#### TASK INSTRUCTIONS:
Scan the listing below for lines with the word "before". Report how many there are, as a number alone.

*** DATASET EXCERPTS Section Begins ***

//! Wire framing for QMP and QGA
//!
//! Pure byte-buffer parsing: no I/O. Each `decode_*` function consumes
//! the longest available complete frame from the front of `buf`,
//! leaving a trailing partial frame untouched for the next call.

use crate::error::ErrorKind;
use serde_json::Value;

/// A decoded QMP line.
pub(crate) enum QmpFrame {
    /// The `{"QMP": {...}}` banner sent on connect.
    Greeting,
    /// `{"event": ..., "data": ..., "timestamp": ...}`.
    Event(Value),
    /// `{"return": ...}` / `{"error": ...}`, always carrying `id`.
    Response(Value),
}

impl QmpFrame {
    fn classify(value: Value) -> Self {
        if value.get("QMP").is_some() {
            QmpFrame::Greeting
        } else if value.get("event").is_some() {
            QmpFrame::Event(value)
        } else {
            QmpFrame::Response(value)
        }
    }
}

/// Consume one newline-delimited JSON object (`<object>\r?\n`) from the
/// front of `buf`, skipping blank lines. Returns `Ok(None)` when `buf`
/// holds no complete line yet.
pub(crate) fn decode_qmp(buf: &mut Vec<u8>) -> Result<Option<QmpFrame>, ErrorKind> {
    loop {
        let Some(nl) = buf.iter().position(|&b| b == b'\n') else {
            return Ok(None);
        };
        let mut line_end = nl;
        if line_end > 0 && buf[line_end - 1] == b'\r' {
            line_end -= 1;
        }
        let line = buf[..line_end].to_vec();
        buf.drain(..=nl);

        if line.iter().all(u8::is_ascii_whitespace) {
            continue;
        }

        let value: Value = serde_json::from_slice(&line)
            .map_err(|e| ErrorKind::Framing(format!("malformed frame: {e}")))?;
        return Ok(Some(QmpFrame::classify(value)));
    }
}

/// Consume the two newline-terminated JSON objects that make up a QGA
/// exchange: the sync-probe acknowledgement (`return` echoes the
/// caller-minted sync id) and the real response. When `require_sentinel`
/// is set, the pair must be preceded by a `0xFF` byte (the agent's usual
/// framing); some older agents never emit it, so callers talking to one
/// of those pass `false` and the pair is read directly off the front of
/// `buf`. Returns `Ok(None)` while the sentinel (if required) or either
/// object is still incomplete.
pub(crate) fn decode_qga(buf: &mut Vec<u8>, require_sentinel: bool) -> Result<Option<(u64, Value)>, ErrorKind> {
    let start = if require_sentinel {
        match buf.iter().position(|&b| b == 0xFF) {
            Some(pos) => pos + 1,
            None => return Ok(None),
        }
    } else {
        0
    };

    let rest = &buf[start..];
    let Some(nl1) = rest.iter().position(|&b| b == b'\n') else {
        return Ok(None);
    };
    let sync_bytes = rest[..nl1].to_vec();

    let after_sync = &rest[nl1 + 1..];
    let Some(nl2) = after_sync.iter().position(|&b| b == b'\n') else {
        return Ok(None);
    };
    let response_bytes = after_sync[..nl2].to_vec();

    let total = start + nl1 + 1 + nl2 + 1;

    let sync: Value = serde_json::from_slice(&sync_bytes)
        .map_err(|e| ErrorKind::Framing(format!("malformed frame: {e}")))?;
    let response: Value = serde_json::from_slice(&response_bytes)
        .map_err(|e| ErrorKind::Framing(format!("malformed frame: {e}")))?;

    let sync_id = sync
        .get("return")
        .and_then(Value::as_u64)
        .ok_or_else(|| ErrorKind::Framing("response is not complete".to_string()))?;

    buf.drain(..total);
    Ok(Some((sync_id, response)))
}

/// Decode a single newline-terminated JSON object from residual input,
/// requiring the `0xFF` sentinel directly before it. Used only to
/// reconstruct an allow-close command's response from whatever made it
/// onto the wire before the peer hung up.
pub(crate) fn decode_qga_single(buf: &[u8]) -> Option<Value> {
    let start = buf.iter().position(|&b| b == 0xFF)?;
    decode_one_object(&buf[start + 1..])
}

/// As [`decode_qga_single`], but does not require the `0xFF` sentinel.
/// Exposed for agents predating the sentinel's introduction.
pub(crate) fn decode_qga_single_no_sentinel(buf: &[u8]) -> Option<Value> {
    decode_one_object(buf)
}

fn decode_one_object(buf: &[u8]) -> Option<Value> {
    let nl = buf.iter().position(|&b| b == b'\n')?;
    serde_json::from_slice(&buf[..nl]).ok()
}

*** DATASET EXCERPTS Section Ends ***

#### SOLVED PROBLEM:
2